-- WHAT THE TASK ASKS --
Everything from the line that contains "TextcatError::JsonError(e)" to the end of the data below is to be reproduced verbatim; leave all else out.
==*==
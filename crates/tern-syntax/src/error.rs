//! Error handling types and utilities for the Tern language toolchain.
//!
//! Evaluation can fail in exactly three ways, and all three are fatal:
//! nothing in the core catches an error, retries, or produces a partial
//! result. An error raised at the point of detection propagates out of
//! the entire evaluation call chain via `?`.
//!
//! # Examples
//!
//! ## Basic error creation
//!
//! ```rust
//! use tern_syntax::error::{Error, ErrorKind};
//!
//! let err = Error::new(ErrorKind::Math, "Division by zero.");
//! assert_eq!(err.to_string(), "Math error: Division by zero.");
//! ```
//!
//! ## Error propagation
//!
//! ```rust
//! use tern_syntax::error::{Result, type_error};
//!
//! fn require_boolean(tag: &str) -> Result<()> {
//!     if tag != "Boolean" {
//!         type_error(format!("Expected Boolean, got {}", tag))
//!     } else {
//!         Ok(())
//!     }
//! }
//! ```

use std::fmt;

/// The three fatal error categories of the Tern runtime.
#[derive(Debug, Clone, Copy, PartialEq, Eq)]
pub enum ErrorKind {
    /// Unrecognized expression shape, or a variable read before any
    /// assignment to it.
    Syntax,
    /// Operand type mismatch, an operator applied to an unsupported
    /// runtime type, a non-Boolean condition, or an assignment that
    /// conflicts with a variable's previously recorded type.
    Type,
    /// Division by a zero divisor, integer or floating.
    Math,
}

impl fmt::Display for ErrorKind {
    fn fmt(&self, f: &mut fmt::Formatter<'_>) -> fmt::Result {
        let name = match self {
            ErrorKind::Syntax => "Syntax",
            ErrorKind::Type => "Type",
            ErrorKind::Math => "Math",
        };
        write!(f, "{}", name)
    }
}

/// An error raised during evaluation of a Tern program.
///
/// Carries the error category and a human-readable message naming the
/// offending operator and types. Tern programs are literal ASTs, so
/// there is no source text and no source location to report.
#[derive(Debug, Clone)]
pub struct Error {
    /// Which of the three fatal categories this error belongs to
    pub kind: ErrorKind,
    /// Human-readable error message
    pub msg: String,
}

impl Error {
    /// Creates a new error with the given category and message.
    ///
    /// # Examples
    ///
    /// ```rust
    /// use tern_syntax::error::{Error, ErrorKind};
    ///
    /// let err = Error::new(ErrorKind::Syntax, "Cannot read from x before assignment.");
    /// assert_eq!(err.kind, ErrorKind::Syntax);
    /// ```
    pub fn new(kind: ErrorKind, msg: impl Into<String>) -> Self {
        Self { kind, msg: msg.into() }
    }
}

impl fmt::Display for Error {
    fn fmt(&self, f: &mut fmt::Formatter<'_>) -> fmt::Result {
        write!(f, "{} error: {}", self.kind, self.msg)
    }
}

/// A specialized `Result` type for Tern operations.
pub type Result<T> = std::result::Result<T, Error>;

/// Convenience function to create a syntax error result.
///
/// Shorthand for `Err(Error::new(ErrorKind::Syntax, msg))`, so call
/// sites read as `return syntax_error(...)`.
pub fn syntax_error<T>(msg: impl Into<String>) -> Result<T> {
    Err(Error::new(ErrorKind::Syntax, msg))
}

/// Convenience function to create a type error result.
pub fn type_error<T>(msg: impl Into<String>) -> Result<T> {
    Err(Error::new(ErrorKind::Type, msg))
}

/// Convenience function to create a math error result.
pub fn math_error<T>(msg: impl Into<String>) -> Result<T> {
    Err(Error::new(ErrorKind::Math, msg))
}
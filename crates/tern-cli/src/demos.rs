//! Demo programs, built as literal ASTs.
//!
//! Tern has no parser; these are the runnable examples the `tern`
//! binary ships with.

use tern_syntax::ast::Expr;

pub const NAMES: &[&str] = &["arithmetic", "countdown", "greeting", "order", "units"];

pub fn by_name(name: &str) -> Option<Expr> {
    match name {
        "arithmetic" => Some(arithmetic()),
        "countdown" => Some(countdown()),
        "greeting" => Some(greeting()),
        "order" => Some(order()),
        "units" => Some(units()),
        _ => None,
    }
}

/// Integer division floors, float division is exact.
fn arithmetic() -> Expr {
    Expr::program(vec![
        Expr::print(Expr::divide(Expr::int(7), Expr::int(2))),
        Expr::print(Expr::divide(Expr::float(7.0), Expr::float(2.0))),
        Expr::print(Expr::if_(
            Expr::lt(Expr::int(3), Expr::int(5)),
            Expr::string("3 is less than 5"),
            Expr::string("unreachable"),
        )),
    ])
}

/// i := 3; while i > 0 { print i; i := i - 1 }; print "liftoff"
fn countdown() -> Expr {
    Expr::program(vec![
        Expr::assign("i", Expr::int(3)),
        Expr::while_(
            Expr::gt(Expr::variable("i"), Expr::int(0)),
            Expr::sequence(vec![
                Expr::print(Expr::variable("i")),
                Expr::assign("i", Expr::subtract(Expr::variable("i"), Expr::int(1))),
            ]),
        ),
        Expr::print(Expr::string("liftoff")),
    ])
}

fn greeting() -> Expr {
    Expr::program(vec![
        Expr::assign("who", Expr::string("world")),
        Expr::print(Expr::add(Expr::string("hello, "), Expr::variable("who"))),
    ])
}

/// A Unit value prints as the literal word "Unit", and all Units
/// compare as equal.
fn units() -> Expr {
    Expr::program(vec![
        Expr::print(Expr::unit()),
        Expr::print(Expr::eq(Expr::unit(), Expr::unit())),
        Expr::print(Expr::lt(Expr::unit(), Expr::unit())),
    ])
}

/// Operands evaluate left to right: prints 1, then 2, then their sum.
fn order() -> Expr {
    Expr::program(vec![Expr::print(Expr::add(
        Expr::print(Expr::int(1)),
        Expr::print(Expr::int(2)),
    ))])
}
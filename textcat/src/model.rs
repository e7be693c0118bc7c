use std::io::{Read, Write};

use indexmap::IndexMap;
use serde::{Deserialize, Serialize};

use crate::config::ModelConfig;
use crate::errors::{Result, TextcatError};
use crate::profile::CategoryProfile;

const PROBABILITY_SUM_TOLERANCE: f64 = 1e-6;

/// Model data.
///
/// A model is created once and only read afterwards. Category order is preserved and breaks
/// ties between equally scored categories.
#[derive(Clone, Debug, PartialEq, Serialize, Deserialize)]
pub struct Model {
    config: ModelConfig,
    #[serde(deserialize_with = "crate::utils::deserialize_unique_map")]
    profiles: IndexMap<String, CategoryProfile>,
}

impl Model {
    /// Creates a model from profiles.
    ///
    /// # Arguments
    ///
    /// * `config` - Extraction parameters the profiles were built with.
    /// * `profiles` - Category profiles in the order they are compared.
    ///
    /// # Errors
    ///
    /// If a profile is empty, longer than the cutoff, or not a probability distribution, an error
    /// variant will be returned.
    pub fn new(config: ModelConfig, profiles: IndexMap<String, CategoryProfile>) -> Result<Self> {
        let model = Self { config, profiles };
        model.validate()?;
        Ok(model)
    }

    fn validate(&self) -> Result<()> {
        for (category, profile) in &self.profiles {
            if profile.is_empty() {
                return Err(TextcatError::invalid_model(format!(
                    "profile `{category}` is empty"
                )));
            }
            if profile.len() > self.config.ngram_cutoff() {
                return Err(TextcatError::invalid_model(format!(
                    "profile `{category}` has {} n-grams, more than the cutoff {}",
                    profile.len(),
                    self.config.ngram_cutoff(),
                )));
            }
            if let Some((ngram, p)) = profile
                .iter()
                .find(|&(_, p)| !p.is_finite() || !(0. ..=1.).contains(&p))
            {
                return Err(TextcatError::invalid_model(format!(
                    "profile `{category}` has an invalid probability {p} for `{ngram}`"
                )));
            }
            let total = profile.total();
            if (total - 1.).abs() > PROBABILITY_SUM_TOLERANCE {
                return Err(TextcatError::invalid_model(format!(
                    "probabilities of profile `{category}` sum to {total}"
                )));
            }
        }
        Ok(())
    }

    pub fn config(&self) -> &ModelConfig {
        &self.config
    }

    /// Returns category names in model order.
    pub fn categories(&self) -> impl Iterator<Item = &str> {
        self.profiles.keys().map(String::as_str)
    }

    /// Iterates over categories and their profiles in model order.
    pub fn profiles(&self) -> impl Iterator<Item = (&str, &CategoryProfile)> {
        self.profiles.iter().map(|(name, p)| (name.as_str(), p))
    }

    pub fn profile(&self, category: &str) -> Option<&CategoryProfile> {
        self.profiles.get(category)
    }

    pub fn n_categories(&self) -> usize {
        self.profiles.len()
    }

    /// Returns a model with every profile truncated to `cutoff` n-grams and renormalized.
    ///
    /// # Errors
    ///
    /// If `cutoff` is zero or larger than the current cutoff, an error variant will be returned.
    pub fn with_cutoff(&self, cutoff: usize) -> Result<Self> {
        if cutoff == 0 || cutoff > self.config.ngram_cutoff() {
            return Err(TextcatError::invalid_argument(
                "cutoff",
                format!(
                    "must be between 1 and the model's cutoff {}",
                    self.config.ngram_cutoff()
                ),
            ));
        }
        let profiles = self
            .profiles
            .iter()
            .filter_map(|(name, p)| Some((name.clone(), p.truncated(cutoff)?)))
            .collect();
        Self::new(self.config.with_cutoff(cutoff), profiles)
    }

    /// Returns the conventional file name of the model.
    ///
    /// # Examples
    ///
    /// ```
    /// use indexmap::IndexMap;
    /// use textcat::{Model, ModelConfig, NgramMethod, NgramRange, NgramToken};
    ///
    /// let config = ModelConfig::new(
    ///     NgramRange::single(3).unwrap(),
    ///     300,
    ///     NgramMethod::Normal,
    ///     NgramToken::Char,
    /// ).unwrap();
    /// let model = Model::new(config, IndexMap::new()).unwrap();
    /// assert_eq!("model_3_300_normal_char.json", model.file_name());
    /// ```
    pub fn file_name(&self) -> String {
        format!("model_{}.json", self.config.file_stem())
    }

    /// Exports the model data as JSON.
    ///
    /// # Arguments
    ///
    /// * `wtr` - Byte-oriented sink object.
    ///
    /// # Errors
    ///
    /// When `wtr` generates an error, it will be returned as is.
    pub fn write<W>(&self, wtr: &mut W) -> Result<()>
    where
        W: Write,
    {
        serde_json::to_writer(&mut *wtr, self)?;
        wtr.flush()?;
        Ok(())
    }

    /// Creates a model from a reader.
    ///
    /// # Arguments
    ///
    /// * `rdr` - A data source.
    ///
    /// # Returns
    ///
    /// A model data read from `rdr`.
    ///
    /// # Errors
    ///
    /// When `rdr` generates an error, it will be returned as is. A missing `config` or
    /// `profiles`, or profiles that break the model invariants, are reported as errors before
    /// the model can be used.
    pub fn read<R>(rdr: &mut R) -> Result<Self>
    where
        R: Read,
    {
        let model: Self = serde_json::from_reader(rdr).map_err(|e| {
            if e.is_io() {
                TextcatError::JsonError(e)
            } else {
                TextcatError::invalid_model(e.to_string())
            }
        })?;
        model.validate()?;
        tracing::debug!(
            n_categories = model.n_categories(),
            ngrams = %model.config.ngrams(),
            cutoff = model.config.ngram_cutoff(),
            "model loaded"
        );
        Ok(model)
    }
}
==*==
-- ANSWER SPACE --
                TextcatError::JsonError(e)
            } else {
                TextcatError::invalid_model(e.to_string())
            }
        })?;
        model.validate()?;
        tracing::debug!(
            n_categories = model.n_categories(),
            ngrams = %model.config.ngrams(),
            cutoff = model.config.ngram_cutoff(),
            "model loaded"
        );
        Ok(model)
    }
}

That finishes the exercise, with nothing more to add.